Quinn’s Policy Book Skews Toward Transpo Issues the Mayor Can’t Control

Slowly, the major mayoral candidates are fleshing out their platforms, including their positions on transportation issues. Last month, Bill de Blasio used his policy book to stake out street safety goals. This morning, Anthony Weiner stumped for a bike commuter subsidy he proposed in April. Last week, Christine Quinn released her own policy book, in which she adds some new information about her previously-announced policy goals.

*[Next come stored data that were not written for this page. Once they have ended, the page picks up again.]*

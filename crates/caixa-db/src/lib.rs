//! # caixa-db: Database Layer for Caixa
//!
//! SQLite storage for tills and sales, accessed asynchronously through sqlx.
//!
//! ## Architecture Position
//! ```text
//! ┌─────────────────────────────────────────────────────────────────────────┐
//! │                          Caixa Data Flow                                │
//! │                                                                         │
//! │  FiscalPrinterHelper::open_till()                                      │
//! │       │                                                                 │
//! │       ▼                                                                 │
//! │  ┌─────────────────────────────────────────────────────────────────┐   │
//! │  │                     caixa-db (THIS CRATE)                       │   │
//! │  │                                                                 │   │
//! │  │   ┌───────────────┐    ┌───────────────┐    ┌──────────────┐  │   │
//! │  │   │   Database    │    │  Repositories │    │  Migrations  │  │   │
//! │  │   │   (pool.rs)   │    │               │    │  (embedded)  │  │   │
//! │  │   │               │    │ TillRepo      │    │ 001_initial  │  │   │
//! │  │   │ SqlitePool    │◄───│ SaleRepo      │    │   _schema    │  │   │
//! │  │   │ Transactions  │    │               │    │              │  │   │
//! │  │   └───────────────┘    └───────────────┘    └──────────────┘  │   │
//! │  └─────────────────────────────────────────────────────────────────┘   │
//! │       │                                                                 │
//! │       ▼                                                                 │
//! │  SQLite file (WAL mode)                                                 │
//! └─────────────────────────────────────────────────────────────────────────┘
//! ```
//!
//! ## Module Organization
//!
//! - [`pool`] - Connection pool creation and transaction scopes
//! - [`migrations`] - Embedded database migrations
//! - [`error`] - Database error types
//! - [`repository`] - Till and sale repositories
//!
//! ## Usage
//!
//! ```rust,ignore
//! use caixa_db::{Database, DbConfig};
//!
//! let db = Database::new(DbConfig::new("caixa.db")).await?;
//! let till = db.tills().current("station-01").await?;
//! ```

pub mod error;
pub mod migrations;
pub mod pool;
pub mod repository;

pub use error::{DbError, DbResult};
pub use pool::{finish_transaction, Database, DbConfig, DbTransaction};

pub use repository::sale::SaleRepository;
pub use repository::till::TillRepository;
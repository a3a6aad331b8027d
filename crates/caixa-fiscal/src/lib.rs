//! # caixa-fiscal: Fiscal Coupon Lifecycle for Caixa
//!
//! Prints a sale's fiscal coupon on a fiscal printer (ECF) and keeps the
//! station's till consistent around it.
//!
//! ## Architecture Position
//! ```text
//! ┌─────────────────────────────────────────────────────────────────────────┐
//! │                          Caixa Sale Flow                                │
//! │                                                                         │
//! │  apps/terminal                                                          │
//! │       │                                                                 │
//! │       ▼                                                                 │
//! │  ┌─────────────────────────────────────────────────────────────────┐   │
//! │  │                   caixa-fiscal (THIS CRATE)                     │   │
//! │  │                                                                 │   │
//! │  │  FiscalPrinterHelper ── open_till / close_till / needs_closing │   │
//! │  │        │                        (caixa-db transactions)        │   │
//! │  │        │ create_coupon()                                        │   │
//! │  │        ▼                                                        │   │
//! │  │  FiscalCoupon ── open, add_item, totalize, payments, close     │   │
//! │  │        │                                                        │   │
//! │  │        ▼                                                        │   │
//! │  │  dyn FiscalDriver ── VirtualPrinter (or a device driver)       │   │
//! │  └─────────────────────────────────────────────────────────────────┘   │
//! │                                                                         │
//! │  Operator / TillEditor: prompts answered by the front end              │
//! └─────────────────────────────────────────────────────────────────────────┘
//! ```
//!
//! ## Module Organization
//!
//! - [`coupon`] - Coupon state machine
//! - [`helper`] - Till preconditions and coupon creation
//! - [`driver`] - Fiscal printer trait and faults
//! - [`operator`] - Operator prompts and till dialogs
//! - [`config`] - Station, database, till and printer settings
//! - [`virtual_printer`] - Simulated fiscal printer
//! - [`error`] - Error types

pub mod config;
pub mod coupon;
pub mod driver;
pub mod error;
pub mod helper;
pub mod operator;
pub mod virtual_printer;

#[cfg(test)]
mod test_support;

pub use config::{DriverKind, FiscalConfig};
pub use coupon::{CouponState, FiscalCoupon, ItemOutcome, RemoveOutcome, RetryPolicy};
pub use driver::{CouponId, DriverFault, FaultClass, FiscalDriver, LineId};
pub use error::{CouponError, FiscalError, FiscalResult};
pub use helper::FiscalPrinterHelper;
pub use operator::{Operator, RetryDecision, TillEditor};
pub use virtual_printer::{JournalEntry, PrinterOp, VirtualPrinter};

/// Builds the driver named in the configuration.
pub fn load_driver(config: &FiscalConfig) -> Box<dyn FiscalDriver> {
    match config.printer.driver {
        DriverKind::Virtual => Box::new(VirtualPrinter::new()),
    }
}
//! # Fiscal Configuration
//!
//! Station, database, till and printer settings.
//!
//! ## Configuration Sources
//! ```text
//! ┌─────────────────────────────────────────────────────────────────────────┐
//! │                    Configuration Priority                               │
//! │                                                                         │
//! │  1. Environment Variables (highest priority)                           │
//! │     CAIXA_STATION_ID=station-01                                        │
//! │     CAIXA_DATABASE_PATH=/var/lib/caixa/caixa.db                        │
//! │     CAIXA_MAX_OPEN_ATTEMPTS=5                                          │
//! │     CAIXA_TILL_TOLERANCE_HOURS=2                                       │
//! │                                                                         │
//! │  2. TOML Config File                                                   │
//! │     ~/.config/caixa/caixa.toml (Linux)                                 │
//! │                                                                         │
//! │  3. Default Values (lowest priority)                                   │
//! └─────────────────────────────────────────────────────────────────────────┘
//! ```
//!
//! ## Configuration File Format
//! ```toml
//! [station]
//! id = "station-01"
//! name = "Register 1"
//!
//! [database]
//! path = "caixa.db"
//!
//! [till]
//! closing_tolerance_hours = 2  # yesterday's till is accepted until 02:00
//!
//! [printer]
//! driver = "virtual"
//! max_open_attempts = 5
//! ```

use serde::{Deserialize, Serialize};
use std::path::{Path, PathBuf};
use tracing::{debug, info, warn};

use crate::coupon::RetryPolicy;
use crate::error::{FiscalError, FiscalResult};

/// Default number of device opens per coupon.
pub const DEFAULT_MAX_OPEN_ATTEMPTS: u32 = 5;

// =============================================================================
// Sections
// =============================================================================

#[derive(Debug, Clone, PartialEq, Eq, Serialize, Deserialize)]
pub struct StationConfig {
    /// Identifier tills and sales are recorded under.
    #[serde(default = "default_station_id")]
    pub id: String,

    #[serde(default = "default_station_name")]
    pub name: String,
}

fn default_station_id() -> String {
    caixa_core::DEFAULT_STATION_ID.to_string()
}

fn default_station_name() -> String {
    "Caixa".to_string()
}

impl Default for StationConfig {
    fn default() -> Self {
        StationConfig {
            id: default_station_id(),
            name: default_station_name(),
        }
    }
}

#[derive(Debug, Clone, PartialEq, Eq, Serialize, Deserialize)]
pub struct DatabaseSettings {
    #[serde(default = "default_database_path")]
    pub path: PathBuf,
}

fn default_database_path() -> PathBuf {
    PathBuf::from("caixa.db")
}

impl Default for DatabaseSettings {
    fn default() -> Self {
        DatabaseSettings {
            path: default_database_path(),
        }
    }
}

#[derive(Debug, Clone, PartialEq, Eq, Serialize, Deserialize)]
pub struct TillSettings {
    /// Hours past midnight during which yesterday's till does not need to
    /// be closed yet.
    #[serde(default = "default_tolerance")]
    pub closing_tolerance_hours: u32,
}

fn default_tolerance() -> u32 {
    caixa_core::DEFAULT_TILL_TOLERANCE_HOURS
}

impl Default for TillSettings {
    fn default() -> Self {
        TillSettings {
            closing_tolerance_hours: default_tolerance(),
        }
    }
}

/// Which fiscal printer driver to load.
#[derive(Debug, Clone, Copy, PartialEq, Eq, Default, Serialize, Deserialize)]
#[serde(rename_all = "snake_case")]
pub enum DriverKind {
    /// In-process simulated printer.
    #[default]
    Virtual,
}

#[derive(Debug, Clone, PartialEq, Eq, Serialize, Deserialize)]
pub struct PrinterSettings {
    #[serde(default)]
    pub driver: DriverKind,

    #[serde(default = "default_max_open_attempts")]
    pub max_open_attempts: u32,
}

fn default_max_open_attempts() -> u32 {
    DEFAULT_MAX_OPEN_ATTEMPTS
}

impl Default for PrinterSettings {
    fn default() -> Self {
        PrinterSettings {
            driver: DriverKind::default(),
            max_open_attempts: default_max_open_attempts(),
        }
    }
}

// =============================================================================
// Fiscal Configuration
// =============================================================================

#[derive(Debug, Clone, Default, PartialEq, Eq, Serialize, Deserialize)]
pub struct FiscalConfig {
    #[serde(default)]
    pub station: StationConfig,

    #[serde(default)]
    pub database: DatabaseSettings,

    #[serde(default)]
    pub till: TillSettings,

    #[serde(default)]
    pub printer: PrinterSettings,
}

impl FiscalConfig {
    /// Loads configuration: defaults, then the TOML file (explicit path or
    /// the platform config dir), then environment overrides.
    pub fn load(config_path: Option<PathBuf>) -> FiscalResult<Self> {
        let mut config = Self::default();

        if let Some(path) = config_path.or_else(Self::default_config_path) {
            if path.exists() {
                info!(?path, "Loading fiscal config from file");
                config = Self::from_file(&path)?;
            } else {
                debug!(?path, "Config file not found, using defaults");
            }
        }

        config.apply_env_overrides();
        config.validate()?;
        Ok(config)
    }

    pub fn from_file(path: &Path) -> FiscalResult<Self> {
        let contents = std::fs::read_to_string(path)?;
        Ok(toml::from_str(&contents)?)
    }

    pub fn save(&self, path: &Path) -> FiscalResult<()> {
        if let Some(parent) = path.parent() {
            std::fs::create_dir_all(parent)?;
        }
        std::fs::write(path, toml::to_string_pretty(self)?)?;
        info!(?path, "Fiscal config saved");
        Ok(())
    }

    pub fn validate(&self) -> FiscalResult<()> {
        if self.station.id.trim().is_empty() {
            return Err(FiscalError::Config("station id must not be empty".into()));
        }
        if self.printer.max_open_attempts == 0 {
            return Err(FiscalError::Config(
                "printer.max_open_attempts must be at least 1".into(),
            ));
        }
        if self.till.closing_tolerance_hours > 23 {
            return Err(FiscalError::Config(format!(
                "till.closing_tolerance_hours must be below 24, got {}",
                self.till.closing_tolerance_hours
            )));
        }
        Ok(())
    }

    pub fn retry_policy(&self) -> RetryPolicy {
        RetryPolicy::new(self.printer.max_open_attempts)
    }

    fn apply_env_overrides(&mut self) {
        if let Ok(id) = std::env::var("CAIXA_STATION_ID") {
            debug!(station_id = %id, "Overriding station id from environment");
            self.station.id = id;
        }

        if let Ok(path) = std::env::var("CAIXA_DATABASE_PATH") {
            debug!(path = %path, "Overriding database path from environment");
            self.database.path = PathBuf::from(path);
        }

        if let Ok(attempts) = std::env::var("CAIXA_MAX_OPEN_ATTEMPTS") {
            match attempts.parse::<u32>() {
                Ok(n) => self.printer.max_open_attempts = n,
                Err(_) => warn!(value = %attempts, "Ignoring invalid CAIXA_MAX_OPEN_ATTEMPTS"),
            }
        }

        if let Ok(hours) = std::env::var("CAIXA_TILL_TOLERANCE_HOURS") {
            match hours.parse::<u32>() {
                Ok(h) => self.till.closing_tolerance_hours = h,
                Err(_) => warn!(value = %hours, "Ignoring invalid CAIXA_TILL_TOLERANCE_HOURS"),
            }
        }
    }

    fn default_config_path() -> Option<PathBuf> {
        directories::ProjectDirs::from("br", "caixa", "caixa")
            .map(|dirs| dirs.config_dir().join("caixa.toml"))
    }
}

As with many of the mayoral candidates, some of Quinn’s key transportation promises are about things the mayor does not control, like MTA commuter rail investments. Her planks on bus improvements and pedestrian safety fit better with a mayoral policy platform. However, her policy book does not discuss the expansion of bike lanes, public plazas, or bike-share, all of which are up to City Hall.

Before getting to campaign promises, the document provides an overview of legislation that passed during Quinn’s tenure as City Council speaker. She trumpets her support for congestion pricing in 2009, the passage of the Bicycle Access Bill, laws requiring NYPD to make crash data public, legislation targeting commercial cyclists and e-bikes, and laws mandating DOT data collection and consultation with community boards and other agencies.

Quinn also highlights her record of “improving parking for city drivers,” with nine bullet points devoted to things such as five-minute grace periods at parking meters, the elimination of “humiliating” stickers for alternate-side violators, and the creation of parking passes for clergy. She does not discuss expanding PARK Smart meter reforms or eliminating off-street parking requirements.

The East River Ferry features prominently; Quinn wants to expand the heavily-subsidized service north to Roosevelt Island, Queens, and the Bronx, and south to Atlantic Avenue and Red Hook.

Quinn’s top goal is for all one-way commutes for city residents to clock in under 60 minutes. To accomplish this, Quinn says she would make “targeted investments in the boroughs outside Manhattan,” but her policy book does not say what those investments might be. It does, however, promise ten new Select Bus Service routes in four years, and the goal of SBS expansion is one thing the mayor can actually deliver on by setting aside the street space for dedicated bus lanes. The route Quinn says she would start with, though, is Staten Island’s North Shore, which would not use city streets, for the most part. The MTA is currently planning a bus rapid transit project for that route, mainly on what used to be an elevated rail right-of-way.

Another big-vision goal — reducing traffic fatalities 50 percent by 2021 – is something the mayor can influence, and the policy book reiterates Quinn’s pledge to set up a multi-agency task force to tackle traffic violence.

The policy book also contains some new detail about how Quinn proposes to increase city control of the MTA. She says the mayor should appoint a majority of board members and the head of New York City Transit, while the governor would continue to appoint the MTA’s chair and CEO. In addition to being a political longshot, this proposal doesn’t give the city the ability to end Albany transit raids, or to gain more say over the MTA’s capital spending, which is determined by a separate board composed of four appointees — only one of which is chosen by the mayor.

Quinn calls for the installation of countdown clocks outside subway stations and more bike parking, especially at transit hubs. She also endorses the Cross Harbor Freight Tunnel, a project championed by U.S. Representative Jerrold Nadler that aims to reduce truck traffic, and Penn Station Access, a project already being planned by the MTA to build new train stations in the Bronx and bring Metro-North trains to Penn Station once some LIRR trains are diverted to Grand Central Terminal.